I was frustrated when I'd reached 25% of the book (digital edition), wishing for it all to end at around 40% of the way through and pleasantly surprised that the actual thing ended at 50% of its textual content. The remaining 50% of the book is filled with 'practice material', the first part of which just happens to be a long treatise (by Rupert Sheldrake - renowned wishful thinker) on how humans can project energy out of their eyes onto other people's backs, causing them to turn around. This is, he says, precisely why the SAS and intelligence operatives have been taught not to look at their targets as they creep up on them. Of course it is!

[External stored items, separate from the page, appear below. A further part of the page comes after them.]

use crate::errors::GruError;
use std::fmt;
use std::str::FromStr;

/// 时间轴的遍历方向
#[derive(Debug, Clone, Copy, PartialEq, Eq, Hash, Default)]
pub enum Direction {
    #[default]
    Forward,
    Reverse,
    Bidirectional,
}

impl Direction {
    /// 方向数：双向为2，其余为1
    pub const fn num_directions(&self) -> usize {
        match self {
            Self::Bidirectional => 2,
            Self::Forward | Self::Reverse => 1,
        }
    }

    /// 按输出中方向槽位的顺序，列出需要执行的单向遍历（双向时正向占槽位0、反向占槽位1）
    pub const fn passes(&self) -> &'static [Direction] {
        match self {
            Self::Forward => &[Self::Forward],
            Self::Reverse => &[Self::Reverse],
            Self::Bidirectional => &[Self::Forward, Self::Reverse],
        }
    }

    pub const fn as_str(&self) -> &'static str {
        match self {
            Self::Forward => "forward",
            Self::Reverse => "reverse",
            Self::Bidirectional => "bidirectional",
        }
    }
}

impl FromStr for Direction {
    type Err = GruError;

    fn from_str(s: &str) -> Result<Self, Self::Err> {
        match s {
            "forward" => Ok(Self::Forward),
            "reverse" => Ok(Self::Reverse),
            "bidirectional" => Ok(Self::Bidirectional),
            _ => Err(GruError::invalid_attribute(
                "direction",
                format!("`{s}`不是forward、reverse或bidirectional"),
            )),
        }
    }
}

impl fmt::Display for Direction {
    fn fmt(&self, f: &mut fmt::Formatter<'_>) -> fmt::Result {
        write!(f, "{}", self.as_str())
    }
}
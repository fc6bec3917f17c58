use std::fmt::{self, Display};

/// 比较运算符
#[derive(Debug, Clone, Copy, PartialEq, Eq)]
pub enum ComparisonOperator {
    GreaterOrEqual,
    LessOrEqual,
}
impl Display for ComparisonOperator {
    fn fmt(&self, f: &mut fmt::Formatter<'_>) -> fmt::Result {
        let operator_name = match self {
            ComparisonOperator::GreaterOrEqual => "≥",
            ComparisonOperator::LessOrEqual => "≤",
        };
        write!(f, "{}", operator_name)
    }
}
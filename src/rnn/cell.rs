/*
 * @Author       : 老董
 * @Date         : 2026-02-05
 * @Description  : GRU 单元的单步计算（单个 batch 行、单个时间步）
 *
 * 公式（与 ONNX GRU 算子一致，clip 缺省时不截断）:
 *   z_t = f(clip(x_t·Wz + h_{t-1}·Rz + Wbz + Rbz))                 # 更新门
 *   r_t = f(clip(x_t·Wr + h_{t-1}·Rr + Wbr + Rbr))                 # 重置门
 *   linear_before_reset = 0:
 *     n_t = g(clip(x_t·Wh + (r_t ⊙ h_{t-1})·Rh + Rbh + Wbh))       # 候选状态
 *   linear_before_reset = 1:
 *     n_t = g(clip(x_t·Wh + r_t ⊙ (h_{t-1}·Rh + Rbh) + Wbh))
 *   h_t = (1 - z_t) ⊙ n_t + z_t ⊙ h_{t-1}                          # 隐藏状态
 */

use super::activation::{ActivationFunc, TraitActivation};
use super::weights::{Gate, WeightSet};
use crate::utils::traits::float::GruFloat;
use ndarray::{Array1, ArrayView1, ArrayViewMut1, Zip};

pub(crate) struct GruCell<'w, T> {
    weights: WeightSet<'w, T>,
    gate_activation: ActivationFunc,
    candidate_activation: ActivationFunc,
    clip: Option<T>,
    linear_before_reset: bool,
}

impl<'w, T: GruFloat> GruCell<'w, T> {
    pub(crate) fn new(
        weights: WeightSet<'w, T>,
        gate_activation: ActivationFunc,
        candidate_activation: ActivationFunc,
        clip: Option<f32>,
        linear_before_reset: bool,
    ) -> Self {
        Self {
            weights,
            gate_activation,
            candidate_activation,
            clip: clip.map(T::from_param),
            linear_before_reset,
        }
    }

    pub(crate) const fn hidden_size(&self) -> usize {
        self.weights.hidden_size()
    }

    pub(crate) fn input_size(&self) -> usize {
        self.weights.input_size()
    }

    fn clip(&self, values: &mut Array1<T>) {
        if let Some(bound) = self.clip {
            values.mapv_inplace(|v| v.clip(bound));
        }
    }

    /// 更新门/重置门：`act_gate(clip(W·x + R·h + Wb + Rb))`
    fn gate(&self, gate: Gate, x: ArrayView1<'_, T>, h_prev: ArrayView1<'_, T>) -> Array1<T> {
        let mut pre = self.weights.w_gate(gate).dot(&x);
        pre += &self.weights.r_gate(gate).dot(&h_prev);
        if let Some(wb) = self.weights.w_bias(gate) {
            pre += &wb;
        }
        if let Some(rb) = self.weights.r_bias(gate) {
            pre += &rb;
        }
        self.clip(&mut pre);
        self.gate_activation.apply_inplace(pre.view_mut());
        pre
    }

    /// 候选状态的循环部分，重置门与循环偏置的先后取决于`linear_before_reset`
    fn candidate_recurrence(&self, reset: &Array1<T>, h_prev: ArrayView1<'_, T>) -> Array1<T> {
        let rh = self.weights.r_gate(Gate::Candidate);
        let rb = self.weights.r_bias(Gate::Candidate);
        if self.linear_before_reset {
            let mut recurrent = rh.dot(&h_prev);
            if let Some(rb) = rb {
                recurrent += &rb;
            }
            recurrent *= reset;
            recurrent
        } else {
            let gated = reset * &h_prev;
            let mut recurrent = rh.dot(&gated);
            if let Some(rb) = rb {
                recurrent += &rb;
            }
            recurrent
        }
    }

    /// 由`h_prev`与`x`计算下一时刻的隐藏状态，写入`h_next`。
    /// 维度已在内核入口校验过，此处不再检查。
    pub(crate) fn step(
        &self,
        x: ArrayView1<'_, T>,
        h_prev: ArrayView1<'_, T>,
        h_next: ArrayViewMut1<'_, T>,
    ) {
        let update = self.gate(Gate::Update, x, h_prev);
        let reset = self.gate(Gate::Reset, x, h_prev);

        let mut candidate = self.weights.w_gate(Gate::Candidate).dot(&x);
        if let Some(wb) = self.weights.w_bias(Gate::Candidate) {
            candidate += &wb;
        }
        candidate += &self.candidate_recurrence(&reset, h_prev);
        self.clip(&mut candidate);
        self.candidate_activation.apply_inplace(candidate.view_mut());

        Zip::from(h_next)
            .and(&update)
            .and(&candidate)
            .and(h_prev)
            .for_each(|h, &z, &n, &hp| {
                *h = (T::one() - z) * n + z * hp;
            });
    }

    pub(crate) fn gate_activation(&self) -> &ActivationFunc {
        &self.gate_activation
    }

    pub(crate) fn candidate_activation(&self) -> &ActivationFunc {
        &self.candidate_activation
    }
}

impl<T: GruFloat> std::fmt::Debug for GruCell<'_, T> {
    fn fmt(&self, f: &mut std::fmt::Formatter<'_>) -> std::fmt::Result {
        f.debug_struct("GruCell")
            .field("input_size", &self.input_size())
            .field("hidden_size", &self.hidden_size())
            .field("gate_activation", &self.gate_activation.name())
            .field("candidate_activation", &self.candidate_activation.name())
            .field("clip", &self.clip)
            .field("linear_before_reset", &self.linear_before_reset)
            .finish()
    }
}
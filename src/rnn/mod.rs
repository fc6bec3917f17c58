/*
 * @Author       : 老董
 * @Date         : 2026-02-03
 * @Description  : 负责循环层（GRU）的前向推理
 */

mod activation;
mod cell;
mod config;
mod direction;
mod gru;
mod output;
mod pool;
mod sequence;
mod weights;

pub use activation::{
    ActivationFunc, ActivationFuncs, Affine, Elu, HardSigmoid, LeakyRelu, Relu, ScaledTanh,
    Sigmoid, Softplus, Softsign, Tanh, ThresholdedRelu, TraitActivation,
};
pub use config::{GruAttributes, GruConfig};
pub use direction::Direction;
pub use gru::{DeepGru, GruInputs};
pub use output::{GruOutput, GruOutputRequest};
pub use pool::{PoolConfig, PoolSession, WorkerPool};
pub use weights::{Gate, WeightSet};

#[cfg(test)]
mod tests;
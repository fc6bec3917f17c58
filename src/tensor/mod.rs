use ndarray::{Array, ArrayD, IxDyn};
use rand::distributions::uniform::SampleUniform;
use rand::distributions::{Distribution, Uniform};
use serde::{Deserialize, Serialize};

use crate::utils::traits::float::GruFloat;

mod index;
mod print;
mod property;


/// 定义张量的结构体。其可以是标量、向量、矩阵或更高维度的数组。
/// 元素类型`T`为`f32`或`f64`（见`GruFloat`），默认`f32`。
/// 注：内部数据始终为标准（行优先、连续）布局。
#[derive(Debug, Clone, PartialEq, Serialize, Deserialize)]
pub struct Tensor<T = f32> {
    data: ArrayD<T>,
}

impl<T: GruFloat> Tensor<T> {
    /// 创建一个张量，若为标量，`shape`可以是[]、[1]、[1,1]、[1,1,1]...
    /// 若为向量，`shape`可以是[n]、[1,n]、[n,1]；
    /// 若为矩阵，`shape`可以是[n,m]；
    /// 若为更高维度的数组，`shape`可以是[c,n,m,...]；
    /// 注：`data`的长度必须和`shape`中所有元素的乘积相等，否则会panic。
    pub fn new(data: &[T], shape: &[usize]) -> Self {
        let expected: usize = shape.iter().product();
        assert!(
            data.len() == expected,
            "数据长度{}与形状{:?}（元素数{}）不一致",
            data.len(),
            shape,
            expected
        );
        let data = Array::from_shape_vec(IxDyn(shape), data.to_vec())
            .unwrap_or_else(|_| unreachable!("数据长度已校验"));
        Self { data }
    }

    /// 创建一个全零张量
    pub fn zeros(shape: &[usize]) -> Self {
        Self {
            data: ArrayD::zeros(IxDyn(shape)),
        }
    }

    /// 创建一个随机张量，其值在[min, max]的闭区间
    pub fn new_random(min: T, max: T, shape: &[usize]) -> Self
    where
        T: SampleUniform,
    {
        let mut rng = rand::thread_rng();
        let uniform = Uniform::new_inclusive(min, max);
        let data = (0..shape.iter().product::<usize>())
            .map(|_| uniform.sample(&mut rng))
            .collect::<Vec<_>>();
        Self::new(&data, shape)
    }

    /// 由`ndarray`数组构建张量，非标准布局的数组会被整理为标准布局
    pub fn from_array(array: ArrayD<T>) -> Self {
        let data = if array.is_standard_layout() {
            array
        } else {
            array.as_standard_layout().into_owned()
        };
        Self { data }
    }

    /// 以行优先顺序拷贝出所有元素
    pub fn to_vec(&self) -> Vec<T> {
        self.data.iter().copied().collect()
    }
}
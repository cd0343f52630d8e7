//! Table and JSON output formatting for CLI commands.

use serde::Serialize;
use tabled::{Table, Tabled};

use filevault_entity::file::{FileVersion, FileWithVersions};

/// Output format selection
#[derive(Debug, Clone, Copy, Default, PartialEq, Eq, clap::ValueEnum)]
pub enum OutputFormat {
    /// Human-readable table
    #[default]
    Table,
    /// JSON output
    Json,
}

/// One version, as shown by `upload` and `versions`.
#[derive(Debug, Serialize, Tabled)]
pub struct VersionRow {
    /// Version number
    pub version: i32,
    /// Version id
    pub id: String,
    /// Current flag
    pub current: bool,
    /// Content digest
    pub digest: String,
    /// Blob location
    pub location: String,
    /// Creation time
    pub created_at: String,
}

impl From<&FileVersion> for VersionRow {
    fn from(v: &FileVersion) -> Self {
        Self {
            version: v.version_number,
            id: v.id.to_string(),
            current: v.is_current,
            digest: v.content_digest.clone(),
            location: v.storage_location.clone(),
            created_at: v.created_at.format("%Y-%m-%d %H:%M:%S").to_string(),
        }
    }
}

/// One file, as shown by `files`.
#[derive(Debug, Serialize, Tabled)]
pub struct FileRow {
    /// File name
    pub name: String,
    /// File id
    pub id: String,
    /// Number of versions
    pub versions: usize,
    /// Current version number
    pub current: String,
    /// Creation time
    pub created_at: String,
}

impl From<&FileWithVersions> for FileRow {
    fn from(f: &FileWithVersions) -> Self {
        let current = f
            .current_versions()
            .first()
            .map(|v| v.version_number.to_string())
            .unwrap_or_else(|| "-".to_string());
        Self {
            name: f.file.file_name.clone(),
            id: f.file.id.to_string(),
            versions: f.versions.len(),
            current,
            created_at: f.file.created_at.format("%Y-%m-%d %H:%M:%S").to_string(),
        }
    }
}

/// Print a list of items in the selected format
pub fn print_list<T: Serialize + Tabled>(items: &[T], format: OutputFormat) {
    match format {
        OutputFormat::Table => {
            if items.is_empty() {
                println!("No results found.");
            } else {
                println!("{}", Table::new(items));
            }
        }
        OutputFormat::Json => {
            let json = serde_json::to_string_pretty(items).unwrap_or_else(|_| "[]".to_string());
            println!("{json}");
        }
    }
}

/// Print a success message
pub fn print_success(msg: &str) {
    println!("✓ {msg}");
}

/// Print a warning message
pub fn print_warning(msg: &str) {
    println!("⚠ {msg}");
}

/// Print an error message
pub fn print_error(msg: &str) {
    eprintln!("✗ {msg}");
}

/// Print a key-value pair
pub fn print_kv(key: &str, value: &str) {
    println!("  {:<24} {}", format!("{key}:"), value);
}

It turns out that science has apparently not detected this energy form yet. Yes, it has picked up on the trivial magnetism, gravity from stars millions of miles away, but has missed the all powerful eye-energy and has completely overlooked the important work we could be doing with it here on Earth. How could those millions of researchers and so-called scientists have been so careless over these past few centuries of constant measurement and observation! Think of all the glorious inventions that could have arisen. Oh, and just in case you hadn't heard, eye-energy can be transmitted through CCTV cameras too.

It's this level of wishful/magical thinking, which apparently the authors approve of as there are references to Sheldrake's and others' dubious concepts throughout, that completely undermines the book's original ideas and its authors. The techniques it features that do work to improve reading speed are based on existing well-known ideas, as per the Wikipedia page.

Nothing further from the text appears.